Oetztal, Austria

Having made our way over the Timmelsjoch passis into Austria we headed to the Oetztal valley, which isn’t far from Innsbruck. Oetz, a small town in the valley, is where Marcello’s mother Hanne spent her childhood during the war before her family moved to Cape Town.

With no campsite in Oetz itself, we opted for Umhausen nearby. One thing we’d noticed almost immediately on crossing the border was how clean and organised everything was: even the loos in the petrol stations were spotless! The area had branded leaflets on everything you could want to know/visit in Oetztal and the campsite had bathrooms that would out-rival those in a lot of rental homes.

The campsite was also in a great location as it was only a short walk from the Otzi-Dorf museum and the Stuibenfall waterfall. It was these that we visited on our first day. The waterfall is the highest waterfall in the area at an impressive 159 metres. There are five viewing platforms and it’s a fair climb to get to the highest, but well worth it. Admittedly Karen felt a little peculiar on the top platform which is suspended midair overlooking the falls after a previous run-in with a waterfall (I was thinking of you Sal). However, after a few minutes of acclimatisation, we were soon eyeing up the Via Ferrata next to the falls. We decided we’d definitely give them a go if we couldn’t get a camping spot in Munich, meaning a few days leeway.

Next was the Otzi-Dorf museum, a reconstruction of a pre-historic village based on findings from the man found preserved in the ice in Oetz in 1991. We basically had the place to ourselves and spent a pleasant hour wandering around the huts and animals. We were amazed at how innovative the people were in terms of their buildings, tools and way of life: perhaps more comfortable than a lot of people today. We were also amused to find a certain five-leaved plant growing in the garden patch – apparently for making clothes, but we think perhaps also to help them through those cold winter months!

On our second and final day we headed back into Oetz. Our first stop was the church where Marcello’s Great-Grandparents are buried as well as having a remembrance to his Grandfather. We then walked up to the house where Hanne had lived as a child. Just as we’d reached it a dog, obviously being good at its duty, started barking and alerted the man who currently lives there. (I hasten to add that we were on the road outside and not in his garden!) He was very friendly and once we’d explained that Marcello’s mother had lived there, invited us to come in and take some photos. It was a lovely cottage and he explained that it hadn’t changed much over the years.
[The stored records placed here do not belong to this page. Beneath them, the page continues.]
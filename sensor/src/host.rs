use std::{
    fs,
    io::{self, Read},
    path::PathBuf,
    time::{Duration, Instant},
};

use anyhow::Context;
use tracing::{debug, info, warn};

use solarstill_common::{
    check_for_update, ChannelConfig, ChannelKind, Driver, DriverState, FirmwareError,
    FirmwareStore, GroupRuntime, ModelId, Probe, SensorError, StationConfig, UploadError,
};

const MAX_FIRMWARE_BYTES: u64 = 4 * 1024 * 1024;

pub async fn run() -> anyhow::Result<()> {
    tracing_subscriber::fmt()
        .with_env_filter(tracing_subscriber::EnvFilter::from_default_env())
        .init();

    let mut config = match std::env::var("SOLARSTILL_CONFIG") {
        Ok(path) => {
            let raw = fs::read_to_string(&path)
                .with_context(|| format!("failed to read station config `{path}`"))?;
            StationConfig::from_json(&raw).context("invalid station config")?
        }
        Err(_) => StationConfig::default(),
    };
    if let Ok(url) = std::env::var("SOLARSTILL_UPLOAD_URL") {
        config.network.upload_base_url = url;
    }

    let detected = std::env::var("SOLARSTILL_MODEL")
        .ok()
        .and_then(|value| parse_model(&value))
        .unwrap_or(ModelId::A);
    let failing = std::env::var("SOLARSTILL_FAIL_CHANNEL").ok();

    let agent = ureq::AgentBuilder::new()
        .timeout(Duration::from_millis(config.network.http_timeout_ms))
        .user_agent("solarstill-sensor")
        .build();

    let mut firmware = FileFirmwareStore {
        path: std::env::var("SOLARSTILL_FIRMWARE_PATH")
            .map(PathBuf::from)
            .unwrap_or_else(|_| PathBuf::from("solarstill-firmware.bin")),
    };
    bootstrap_firmware(&agent, &config.network.firmware_url, &mut firmware);

    let started = Instant::now();
    let now_ms = || u64::try_from(started.elapsed().as_millis()).unwrap_or(u64::MAX);

    let mut groups = Vec::new();
    for group in config.active_groups(detected) {
        let probes = group
            .channels
            .iter()
            .enumerate()
            .map(|(index, channel)| {
                let fails = failing
                    .as_deref()
                    .is_some_and(|target| channel_matches(target, group.model, channel));
                simulated_probe(channel, index, fails)
            })
            .collect();
        groups.push(GroupRuntime::new(group, probes)?);
    }

    let mut driver = Driver::new(
        config.driver.clone(),
        config.network.upload_base_url.clone(),
        groups,
        now_ms(),
    );
    let mut sink = |url: &str| http_get_text(&agent, url);

    info!(
        "simulated station started as model {} with {} group(s)",
        detected.as_str(),
        driver.groups().len()
    );

    let mut interval = tokio::time::interval(driver.cycle_delay());
    loop {
        tokio::select! {
            _ = interval.tick() => {}
            _ = tokio::signal::ctrl_c() => {
                info!("shutting down");
                return Ok(());
            }
        }

        let report = tokio::task::block_in_place(|| driver.tick(now_ms(), &mut sink));
        debug!(
            "cycle done: {} upload(s), {} fallback(s), {} failed upload(s)",
            report.uploads.len(),
            report.fallbacks,
            report.upload_failures
        );
        for record in &report.uploads {
            match serde_json::to_string(record) {
                Ok(json) => debug!("upload record {json}"),
                Err(err) => warn!("upload record not serializable: {err}"),
            }
        }

        if report.state == DriverState::Restarting {
            tokio::time::sleep(driver.restart_grace()).await;
            tokio::task::block_in_place(|| {
                bootstrap_firmware(&agent, &config.network.firmware_url, &mut firmware)
            });
            driver.reenter(now_ms());
            interval.reset();
            info!("station re-entered after scheduled restart");
        }
    }
}

fn parse_model(value: &str) -> Option<ModelId> {
    match value.trim().to_ascii_uppercase().as_str() {
        "A" => Some(ModelId::A),
        "B" => Some(ModelId::B),
        "C" => Some(ModelId::C),
        "D" => Some(ModelId::D),
        _ => None,
    }
}

/// `target` is either a channel name or `MODEL:name`.
fn channel_matches(target: &str, model: ModelId, channel: &ChannelConfig) -> bool {
    match target.split_once(':') {
        Some((group, name)) => parse_model(group) == Some(model) && name == channel.name,
        None => target == channel.name,
    }
}

fn baseline(kind: ChannelKind) -> (f32, f32) {
    match kind {
        ChannelKind::AmbientTemperature => (31.0, 4.0),
        ChannelKind::AirTemperature => (45.0, 6.0),
        ChannelKind::WaterTemperature => (38.0, 3.0),
        ChannelKind::AirHumidity => (55.0, 10.0),
        ChannelKind::UvIndex => (6.0, 3.0),
        ChannelKind::Lux => (40_000.0, 15_000.0),
        ChannelKind::Infrared => (9_000.0, 3_000.0),
        ChannelKind::Distance => (120.0, 10.0),
        ChannelKind::Weight => (850.0, 50.0),
        ChannelKind::WindSpeed => (3.5, 2.0),
    }
}

/// Slow sine around a plausible value for the channel's kind.
fn simulated_probe(channel: &ChannelConfig, seed: usize, failing: bool) -> Box<dyn Probe> {
    if failing {
        warn!("channel `{}` forced to fail", channel.name);
        return Box::new(|| -> Result<f32, SensorError> {
            Err(SensorError::Timeout {
                what: "simulated sensor",
            })
        });
    }

    let (base, swing) = baseline(channel.kind);
    let mut step = u32::try_from(seed).unwrap_or(0).wrapping_mul(3);
    Box::new(move || -> Result<f32, SensorError> {
        step = step.wrapping_add(1);
        let phase = (step % 48) as f32 / 48.0 * std::f32::consts::TAU;
        Ok(base + swing * phase.sin())
    })
}

fn http_get_text(agent: &ureq::Agent, url: &str) -> Result<String, UploadError> {
    match agent.get(url).call() {
        Ok(response) => response
            .into_string()
            .map(|body| body.trim().to_string())
            .map_err(|err| UploadError::Transport(err.to_string())),
        Err(ureq::Error::Status(code, _)) => Err(UploadError::Status(code)),
        Err(ureq::Error::Transport(err)) => Err(UploadError::Transport(err.to_string())),
    }
}

fn fetch_firmware(agent: &ureq::Agent, url: &str) -> Result<Vec<u8>, FirmwareError> {
    let response = agent.get(url).call().map_err(|err| FirmwareError::Fetch(err.to_string()))?;
    let mut image = Vec::new();
    response
        .into_reader()
        .take(MAX_FIRMWARE_BYTES)
        .read_to_end(&mut image)
        .map_err(|err| FirmwareError::Fetch(err.to_string()))?;
    Ok(image)
}

fn bootstrap_firmware(agent: &ureq::Agent, url: &str, store: &mut FileFirmwareStore) {
    info!("checking {url} for firmware updates");
    match check_for_update(|| fetch_firmware(agent, url), store) {
        Ok(decision) if decision.requires_restart() => {
            info!("firmware image at {} replaced", store.path.display());
        }
        Ok(_) => {}
        Err(err) => warn!("firmware check failed: {err}"),
    }
}

/// Stored image on the local filesystem, standing in for the flash copy.
struct FileFirmwareStore {
    path: PathBuf,
}

impl FirmwareStore for FileFirmwareStore {
    fn load(&mut self) -> Result<Option<Vec<u8>>, FirmwareError> {
        match fs::read(&self.path) {
            Ok(image) => Ok(Some(image)),
            Err(err) if err.kind() == io::ErrorKind::NotFound => Ok(None),
            Err(err) => Err(FirmwareError::Store(err.to_string())),
        }
    }

    fn store(&mut self, image: &[u8]) -> Result<(), FirmwareError> {
        fs::write(&self.path, image).map_err(|err| FirmwareError::Store(err.to_string()))
    }
}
On our walks the previous day we’d spotted lots of mushrooms along the path and in the woods, Marcello keeping a keen eye out for any porcini. So when Marcello finally spotted some on the way back into town he got somewhat excited and, for once, was walking slower than Karen! After selecting a great crop and planning a beef stroganoff for supper, we headed back into town and for a traditional lunch of pork, gravy, sauerkraut and dumplings. (Food is never far from our thoughts!) Having fuelled up, we set off into the woods again and up to Piburger See, a lovely lake just outside the town. Apparently it gets up to 24 degrees, but it certainly didn’t feel that warm that day. Between that and the rain, we decided to give going for a swim a miss!

The next day we were setting off for Munich to experience the Oktoberfest. We would have liked to have stayed longer as the combination of the beautiful setting and how friendly and helpful the people are made it a lovely place to visit. However we decided we would end up regretting it if we didn’t make it to Germany. However we left knowing we would be heading back into Austria in just over a week’s time.